AIM OF THE EXERCISE: Check which lines in the records hold "metrics" and report how many there are, with no other text.

AVAILABLE DATA:
***

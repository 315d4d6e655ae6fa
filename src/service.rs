//! Outer archive API.
//!
//! `ArchiveService` wires one storage backend to the temporal index and the
//! drill-down queries, and is what the protocol, rendering and moderation
//! collaborators talk to. It owns no state beyond the shared handles, so it
//! is cheap to clone into spawned tasks.

use std::sync::Arc;
use std::time::Duration;

use tokio::task::JoinHandle;
use tracing::{error, warn};

use crate::cache::DateIndex;
use crate::error::Result;
use crate::metrics;
use crate::models::{Chat, FileRecord, Message, StoredMessage, User};
use crate::query::HistoryQueries;
use crate::repository::EntityStore;

/// Facade over the entity store, the temporal index and the drill-down
/// queries.
#[derive(Clone)]
pub struct ArchiveService {
    store: Arc<dyn EntityStore>,
    index: Arc<DateIndex>,
    queries: HistoryQueries,
}

impl ArchiveService {
    #[must_use]
    pub fn new(store: Arc<dyn EntityStore>) -> Self {
        let index = Arc::new(DateIndex::new(store.clone()));
        let queries = HistoryQueries::new(store.clone(), index.clone());
        Self {
            store,
            index,
            queries,
        }
    }

    /// Save a message and its entity graph, then register its date with the
    /// temporal index as a detached task.
    ///
    /// The index update is fired even when the cascade reports a partial
    /// failure: the message body may well be in place, and a stray index
    /// entry is corrected by the next rebuild. The save result never
    /// depends on the index update.
    pub async fn save_message(&self, message: &Message) -> Result<()> {
        let result = self.store.upsert_message(message).await;
        metrics::message_saved();

        let index = self.index.clone();
        let chat_id = message.chat_id();
        let date = message.date;
        tokio::spawn(async move {
            index.add_date(chat_id, date).await;
        });

        result
    }

    /// Fire-and-forget save for callers on the hot event path; failures are
    /// logged instead of returned.
    pub fn save_message_detached(&self, message: Message) {
        let service = self.clone();
        tokio::spawn(async move {
            if let Err(e) = service.save_message(&message).await {
                warn!(
                    chat_id = message.chat_id(),
                    message_id = message.message_id,
                    error = %e,
                    "detached message save failed"
                );
            }
        });
    }

    /// Tracked conversations (forward-origin-only chats excluded).
    pub async fn get_chats(&self) -> Result<Vec<Chat>> {
        self.store.get_chats().await
    }

    /// All known users.
    pub async fn get_users(&self) -> Result<Vec<User>> {
        self.store.get_users().await
    }

    /// Resolve a user by `@handle` or "First [Last]" query.
    pub async fn get_user(&self, query: &str) -> Result<User> {
        self.store.get_user(query).await
    }

    /// Full history of a chat, ascending by date.
    pub async fn get_messages(&self, chat_id: i64) -> Result<Vec<StoredMessage>> {
        self.store.get_messages_by_date(chat_id, None, None).await
    }

    /// History of a chat restricted to an inclusive unix-second range.
    pub async fn get_messages_by_date(
        &self,
        chat_id: i64,
        begin: Option<i64>,
        end: Option<i64>,
    ) -> Result<Vec<StoredMessage>> {
        self.store.get_messages_by_date(chat_id, begin, end).await
    }

    /// Years with archived activity, ascending.
    pub async fn get_years(&self, chat_id: i64) -> Result<Vec<String>> {
        self.queries.years(chat_id).await
    }

    /// Months (1-12) with activity in `year`, ascending.
    pub async fn get_month_list(&self, chat_id: i64, year: i32) -> Result<Vec<u32>> {
        self.queries.month_list(chat_id, year).await
    }

    /// Days with activity in `(year, month)`, ascending.
    pub async fn get_dates(&self, chat_id: i64, year: i32, month: u32) -> Result<Vec<u32>> {
        self.queries.days(chat_id, year, month).await
    }

    /// All messages of one calendar day.
    pub async fn get_messages_for_day(
        &self,
        chat_id: i64,
        year: i32,
        month: u32,
        day: u32,
    ) -> Result<Vec<StoredMessage>> {
        self.queries.messages_for_day(chat_id, year, month, day).await
    }

    /// Record a downloaded file for a chat.
    pub async fn save_file(&self, file: &FileRecord) -> Result<()> {
        self.store.save_file(file).await
    }

    /// Look up a downloaded file by platform id within a chat.
    pub async fn get_file(&self, file_id: &str, chat_id: i64) -> Result<FileRecord> {
        self.store.get_file(file_id, chat_id).await
    }

    /// Current-year censor level; 0 means a clean record.
    pub async fn get_cens_level(&self, user: &User) -> Result<u32> {
        self.store.cens_level(user.id).await
    }

    pub async fn set_cens_level(&self, user: &User, level: u32) -> Result<()> {
        self.store.set_cens_level(user.id, level).await
    }

    /// Add one violation for the current year and return the new level.
    pub async fn add_cens_level(&self, user: &User) -> Result<u32> {
        self.store.add_cens_level(user.id).await
    }

    pub async fn clear_cens_level(&self, user: &User) -> Result<()> {
        self.store.clear_cens_level(user.id).await
    }

    /// Warn level; 0 means a clean record. Not year-scoped.
    pub async fn get_warn_level(&self, user: &User) -> Result<u32> {
        self.store.warn_level(user.id).await
    }

    pub async fn set_warn_level(&self, user: &User, level: u32) -> Result<()> {
        self.store.set_warn_level(user.id, level).await
    }

    /// Add one warning and return the new level.
    pub async fn add_warn_level(&self, user: &User) -> Result<u32> {
        self.store.add_warn_level(user.id).await
    }

    pub async fn clear_warn_level(&self, user: &User) -> Result<()> {
        self.store.clear_warn_level(user.id).await
    }

    /// Spawn the periodic full index rebuild.
    pub fn spawn_rebuild(&self, interval: Duration) -> JoinHandle<()> {
        let index = self.index.clone();
        tokio::spawn(async move {
            let mut ticker = tokio::time::interval(interval);
            // The first tick of a tokio interval completes immediately;
            // skip it so the rebuild starts one full period after startup.
            ticker.tick().await;
            loop {
                ticker.tick().await;
                if let Err(e) = index.rebuild().await {
                    error!(error = %e, "temporal index rebuild failed");
                }
            }
        })
    }
}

***

RESPONSE: 2